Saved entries
▼▼▼
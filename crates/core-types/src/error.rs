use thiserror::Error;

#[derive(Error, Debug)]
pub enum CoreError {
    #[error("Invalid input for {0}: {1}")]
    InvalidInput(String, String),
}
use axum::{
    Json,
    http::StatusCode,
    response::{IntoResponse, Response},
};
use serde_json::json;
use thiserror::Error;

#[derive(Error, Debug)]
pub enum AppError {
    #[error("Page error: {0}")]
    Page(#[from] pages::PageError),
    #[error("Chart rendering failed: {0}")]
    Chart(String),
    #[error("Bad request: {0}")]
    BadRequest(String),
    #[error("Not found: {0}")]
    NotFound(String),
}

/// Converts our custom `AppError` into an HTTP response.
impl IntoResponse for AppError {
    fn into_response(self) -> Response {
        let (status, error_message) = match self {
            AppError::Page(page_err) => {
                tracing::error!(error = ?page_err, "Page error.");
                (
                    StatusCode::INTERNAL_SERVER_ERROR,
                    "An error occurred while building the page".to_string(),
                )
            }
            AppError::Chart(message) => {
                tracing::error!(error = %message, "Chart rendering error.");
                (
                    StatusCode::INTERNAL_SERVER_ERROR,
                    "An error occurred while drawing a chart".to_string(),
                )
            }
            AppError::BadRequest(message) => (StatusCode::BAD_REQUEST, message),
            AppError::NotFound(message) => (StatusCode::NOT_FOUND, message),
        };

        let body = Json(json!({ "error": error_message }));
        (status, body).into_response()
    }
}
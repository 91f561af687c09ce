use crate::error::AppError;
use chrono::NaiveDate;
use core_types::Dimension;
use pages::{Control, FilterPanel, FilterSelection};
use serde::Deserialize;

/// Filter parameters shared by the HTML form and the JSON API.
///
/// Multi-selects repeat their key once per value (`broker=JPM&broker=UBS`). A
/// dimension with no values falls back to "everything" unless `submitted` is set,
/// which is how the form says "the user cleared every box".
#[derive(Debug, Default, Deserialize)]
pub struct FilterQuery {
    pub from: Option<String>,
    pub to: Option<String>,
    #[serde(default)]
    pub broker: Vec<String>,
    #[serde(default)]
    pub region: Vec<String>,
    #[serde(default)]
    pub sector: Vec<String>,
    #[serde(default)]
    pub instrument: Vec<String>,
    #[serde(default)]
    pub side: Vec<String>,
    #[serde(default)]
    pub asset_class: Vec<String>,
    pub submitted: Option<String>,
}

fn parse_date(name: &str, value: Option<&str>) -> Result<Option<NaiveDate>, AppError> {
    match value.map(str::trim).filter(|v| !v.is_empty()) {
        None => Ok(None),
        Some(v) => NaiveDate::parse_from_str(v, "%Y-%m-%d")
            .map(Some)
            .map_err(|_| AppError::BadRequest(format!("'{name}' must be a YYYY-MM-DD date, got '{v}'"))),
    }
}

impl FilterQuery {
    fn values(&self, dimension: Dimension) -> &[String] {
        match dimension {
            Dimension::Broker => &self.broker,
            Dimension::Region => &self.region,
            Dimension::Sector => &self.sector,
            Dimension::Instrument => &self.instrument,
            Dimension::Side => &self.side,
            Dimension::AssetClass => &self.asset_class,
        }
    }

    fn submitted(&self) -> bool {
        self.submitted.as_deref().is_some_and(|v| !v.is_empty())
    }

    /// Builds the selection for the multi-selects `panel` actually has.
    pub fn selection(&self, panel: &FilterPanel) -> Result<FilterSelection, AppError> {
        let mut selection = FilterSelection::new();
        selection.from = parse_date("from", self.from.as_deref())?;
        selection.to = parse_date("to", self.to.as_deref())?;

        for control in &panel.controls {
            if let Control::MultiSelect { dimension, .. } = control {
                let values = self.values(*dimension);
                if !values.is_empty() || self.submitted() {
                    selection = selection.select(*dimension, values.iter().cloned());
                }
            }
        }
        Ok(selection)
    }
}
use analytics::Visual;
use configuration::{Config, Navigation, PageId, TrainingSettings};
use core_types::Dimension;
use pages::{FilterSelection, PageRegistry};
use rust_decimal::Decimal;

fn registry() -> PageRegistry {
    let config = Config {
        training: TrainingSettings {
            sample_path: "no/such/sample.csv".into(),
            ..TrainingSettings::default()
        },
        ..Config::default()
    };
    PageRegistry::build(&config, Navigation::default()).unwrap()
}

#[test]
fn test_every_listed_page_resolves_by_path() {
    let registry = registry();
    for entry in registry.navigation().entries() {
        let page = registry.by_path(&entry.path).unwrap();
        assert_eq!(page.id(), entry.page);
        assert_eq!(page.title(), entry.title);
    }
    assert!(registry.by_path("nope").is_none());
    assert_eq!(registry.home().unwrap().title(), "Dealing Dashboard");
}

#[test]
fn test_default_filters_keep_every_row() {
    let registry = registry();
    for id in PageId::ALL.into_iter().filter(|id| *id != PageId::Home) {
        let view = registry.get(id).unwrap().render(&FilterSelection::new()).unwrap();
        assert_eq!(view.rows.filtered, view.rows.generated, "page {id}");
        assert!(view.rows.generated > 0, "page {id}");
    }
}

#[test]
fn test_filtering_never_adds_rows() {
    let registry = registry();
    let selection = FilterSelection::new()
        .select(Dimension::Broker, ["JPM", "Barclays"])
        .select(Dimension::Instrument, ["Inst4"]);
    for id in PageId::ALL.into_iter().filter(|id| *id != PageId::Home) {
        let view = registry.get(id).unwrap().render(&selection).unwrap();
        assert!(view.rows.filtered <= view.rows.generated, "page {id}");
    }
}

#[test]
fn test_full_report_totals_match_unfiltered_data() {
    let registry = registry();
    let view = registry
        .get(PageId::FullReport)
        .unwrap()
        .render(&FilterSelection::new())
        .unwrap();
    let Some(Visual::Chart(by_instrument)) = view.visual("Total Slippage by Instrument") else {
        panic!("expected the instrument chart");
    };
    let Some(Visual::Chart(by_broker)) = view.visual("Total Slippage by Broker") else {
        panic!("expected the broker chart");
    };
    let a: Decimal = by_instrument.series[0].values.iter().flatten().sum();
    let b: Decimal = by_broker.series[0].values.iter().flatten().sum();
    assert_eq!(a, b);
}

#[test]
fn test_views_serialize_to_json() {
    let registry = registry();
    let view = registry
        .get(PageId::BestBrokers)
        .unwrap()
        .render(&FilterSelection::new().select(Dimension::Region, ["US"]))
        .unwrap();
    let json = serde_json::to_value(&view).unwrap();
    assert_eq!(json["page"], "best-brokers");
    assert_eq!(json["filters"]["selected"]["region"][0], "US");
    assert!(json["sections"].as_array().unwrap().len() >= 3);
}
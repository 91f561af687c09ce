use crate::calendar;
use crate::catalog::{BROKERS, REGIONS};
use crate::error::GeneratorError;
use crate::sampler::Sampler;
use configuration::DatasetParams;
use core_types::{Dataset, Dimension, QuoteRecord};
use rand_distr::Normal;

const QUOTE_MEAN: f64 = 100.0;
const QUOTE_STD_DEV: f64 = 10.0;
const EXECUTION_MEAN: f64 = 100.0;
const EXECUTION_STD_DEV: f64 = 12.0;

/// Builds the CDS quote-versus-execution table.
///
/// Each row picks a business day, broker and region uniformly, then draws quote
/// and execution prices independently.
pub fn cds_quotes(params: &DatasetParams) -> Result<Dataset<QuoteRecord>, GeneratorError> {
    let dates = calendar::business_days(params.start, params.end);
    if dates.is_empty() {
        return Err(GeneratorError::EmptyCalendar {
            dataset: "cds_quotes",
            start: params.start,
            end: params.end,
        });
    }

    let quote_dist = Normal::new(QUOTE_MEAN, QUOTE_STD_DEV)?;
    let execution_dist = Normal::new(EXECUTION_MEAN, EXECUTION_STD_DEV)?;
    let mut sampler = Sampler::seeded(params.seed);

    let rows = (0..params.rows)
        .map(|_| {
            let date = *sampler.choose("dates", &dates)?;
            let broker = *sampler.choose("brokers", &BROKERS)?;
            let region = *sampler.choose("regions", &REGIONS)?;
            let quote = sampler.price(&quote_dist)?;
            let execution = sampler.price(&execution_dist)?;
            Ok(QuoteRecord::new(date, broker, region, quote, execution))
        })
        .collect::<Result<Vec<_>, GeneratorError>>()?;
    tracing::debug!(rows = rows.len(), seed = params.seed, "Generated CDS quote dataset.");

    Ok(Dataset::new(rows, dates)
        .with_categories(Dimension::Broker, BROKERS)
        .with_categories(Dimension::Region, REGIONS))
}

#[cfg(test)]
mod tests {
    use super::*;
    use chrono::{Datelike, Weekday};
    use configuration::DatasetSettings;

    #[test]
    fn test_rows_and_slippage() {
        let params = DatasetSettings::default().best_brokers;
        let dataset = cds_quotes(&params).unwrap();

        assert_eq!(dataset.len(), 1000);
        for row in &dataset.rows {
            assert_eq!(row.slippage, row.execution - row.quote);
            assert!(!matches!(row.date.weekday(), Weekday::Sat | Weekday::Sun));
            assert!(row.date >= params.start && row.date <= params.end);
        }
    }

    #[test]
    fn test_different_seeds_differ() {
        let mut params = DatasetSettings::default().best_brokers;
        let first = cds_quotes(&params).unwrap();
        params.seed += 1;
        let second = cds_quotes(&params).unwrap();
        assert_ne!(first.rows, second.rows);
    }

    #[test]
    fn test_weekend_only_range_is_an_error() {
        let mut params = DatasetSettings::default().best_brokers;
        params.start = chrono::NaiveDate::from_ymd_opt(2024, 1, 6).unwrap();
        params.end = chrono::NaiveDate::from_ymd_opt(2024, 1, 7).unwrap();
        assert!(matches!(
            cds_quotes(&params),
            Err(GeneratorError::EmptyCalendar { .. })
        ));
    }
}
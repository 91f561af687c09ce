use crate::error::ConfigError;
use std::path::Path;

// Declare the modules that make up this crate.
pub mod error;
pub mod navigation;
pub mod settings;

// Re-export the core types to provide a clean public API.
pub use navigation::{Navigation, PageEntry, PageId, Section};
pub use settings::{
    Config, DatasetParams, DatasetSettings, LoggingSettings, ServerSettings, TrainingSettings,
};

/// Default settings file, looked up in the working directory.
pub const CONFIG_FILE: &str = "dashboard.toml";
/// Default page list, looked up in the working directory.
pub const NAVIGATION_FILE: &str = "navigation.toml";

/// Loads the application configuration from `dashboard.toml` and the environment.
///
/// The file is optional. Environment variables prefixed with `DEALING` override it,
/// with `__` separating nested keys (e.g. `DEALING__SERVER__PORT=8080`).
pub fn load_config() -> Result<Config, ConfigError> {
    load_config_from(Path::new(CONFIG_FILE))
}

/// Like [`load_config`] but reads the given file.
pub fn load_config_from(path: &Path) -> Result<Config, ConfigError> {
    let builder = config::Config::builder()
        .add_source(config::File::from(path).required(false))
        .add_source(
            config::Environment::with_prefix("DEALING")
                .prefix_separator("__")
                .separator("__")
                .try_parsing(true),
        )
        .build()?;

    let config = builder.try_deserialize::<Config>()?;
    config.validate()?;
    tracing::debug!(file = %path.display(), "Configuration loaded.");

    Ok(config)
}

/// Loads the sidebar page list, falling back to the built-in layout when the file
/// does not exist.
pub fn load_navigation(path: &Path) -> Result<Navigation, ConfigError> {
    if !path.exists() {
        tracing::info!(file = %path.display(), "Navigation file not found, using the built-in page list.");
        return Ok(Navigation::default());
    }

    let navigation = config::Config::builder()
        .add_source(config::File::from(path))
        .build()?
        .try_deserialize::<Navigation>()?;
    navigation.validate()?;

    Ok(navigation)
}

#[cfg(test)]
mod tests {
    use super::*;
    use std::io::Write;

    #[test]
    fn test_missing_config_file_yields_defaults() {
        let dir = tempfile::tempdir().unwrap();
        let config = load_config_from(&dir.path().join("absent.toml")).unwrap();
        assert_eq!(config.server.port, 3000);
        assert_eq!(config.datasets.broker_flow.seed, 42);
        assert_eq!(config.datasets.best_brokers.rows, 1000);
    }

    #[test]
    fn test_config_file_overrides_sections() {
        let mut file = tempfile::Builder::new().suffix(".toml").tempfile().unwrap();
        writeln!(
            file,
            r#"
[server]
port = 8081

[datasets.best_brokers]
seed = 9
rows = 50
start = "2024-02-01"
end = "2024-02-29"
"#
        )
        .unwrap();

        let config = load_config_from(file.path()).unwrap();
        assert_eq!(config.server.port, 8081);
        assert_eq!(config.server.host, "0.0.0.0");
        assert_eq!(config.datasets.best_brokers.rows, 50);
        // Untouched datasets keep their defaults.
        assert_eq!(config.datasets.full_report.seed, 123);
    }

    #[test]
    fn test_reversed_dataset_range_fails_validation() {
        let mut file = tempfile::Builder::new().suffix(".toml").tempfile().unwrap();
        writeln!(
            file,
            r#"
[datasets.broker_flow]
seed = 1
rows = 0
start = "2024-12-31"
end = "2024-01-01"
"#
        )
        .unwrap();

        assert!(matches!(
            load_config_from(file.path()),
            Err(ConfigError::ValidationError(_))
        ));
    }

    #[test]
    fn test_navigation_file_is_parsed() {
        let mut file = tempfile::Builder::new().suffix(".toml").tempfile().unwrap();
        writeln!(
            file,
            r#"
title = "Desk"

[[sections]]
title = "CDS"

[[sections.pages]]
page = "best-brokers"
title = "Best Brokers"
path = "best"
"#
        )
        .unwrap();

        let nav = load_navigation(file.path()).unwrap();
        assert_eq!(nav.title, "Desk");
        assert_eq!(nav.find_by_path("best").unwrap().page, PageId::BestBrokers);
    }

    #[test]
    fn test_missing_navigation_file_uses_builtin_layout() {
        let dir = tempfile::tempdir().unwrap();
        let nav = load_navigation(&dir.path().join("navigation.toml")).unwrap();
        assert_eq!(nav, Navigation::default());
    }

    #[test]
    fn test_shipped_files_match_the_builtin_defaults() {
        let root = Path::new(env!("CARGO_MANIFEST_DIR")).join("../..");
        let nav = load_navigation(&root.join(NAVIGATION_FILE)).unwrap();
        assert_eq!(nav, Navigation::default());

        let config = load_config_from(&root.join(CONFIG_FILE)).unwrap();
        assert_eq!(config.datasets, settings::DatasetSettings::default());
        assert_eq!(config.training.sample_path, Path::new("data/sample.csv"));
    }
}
▲▲▲
Pick out all lines from the data above in which the word "rendering" appears.

    #[error("Chart rendering failed: {0}")]
                tracing::error!(error = %message, "Chart rendering error.");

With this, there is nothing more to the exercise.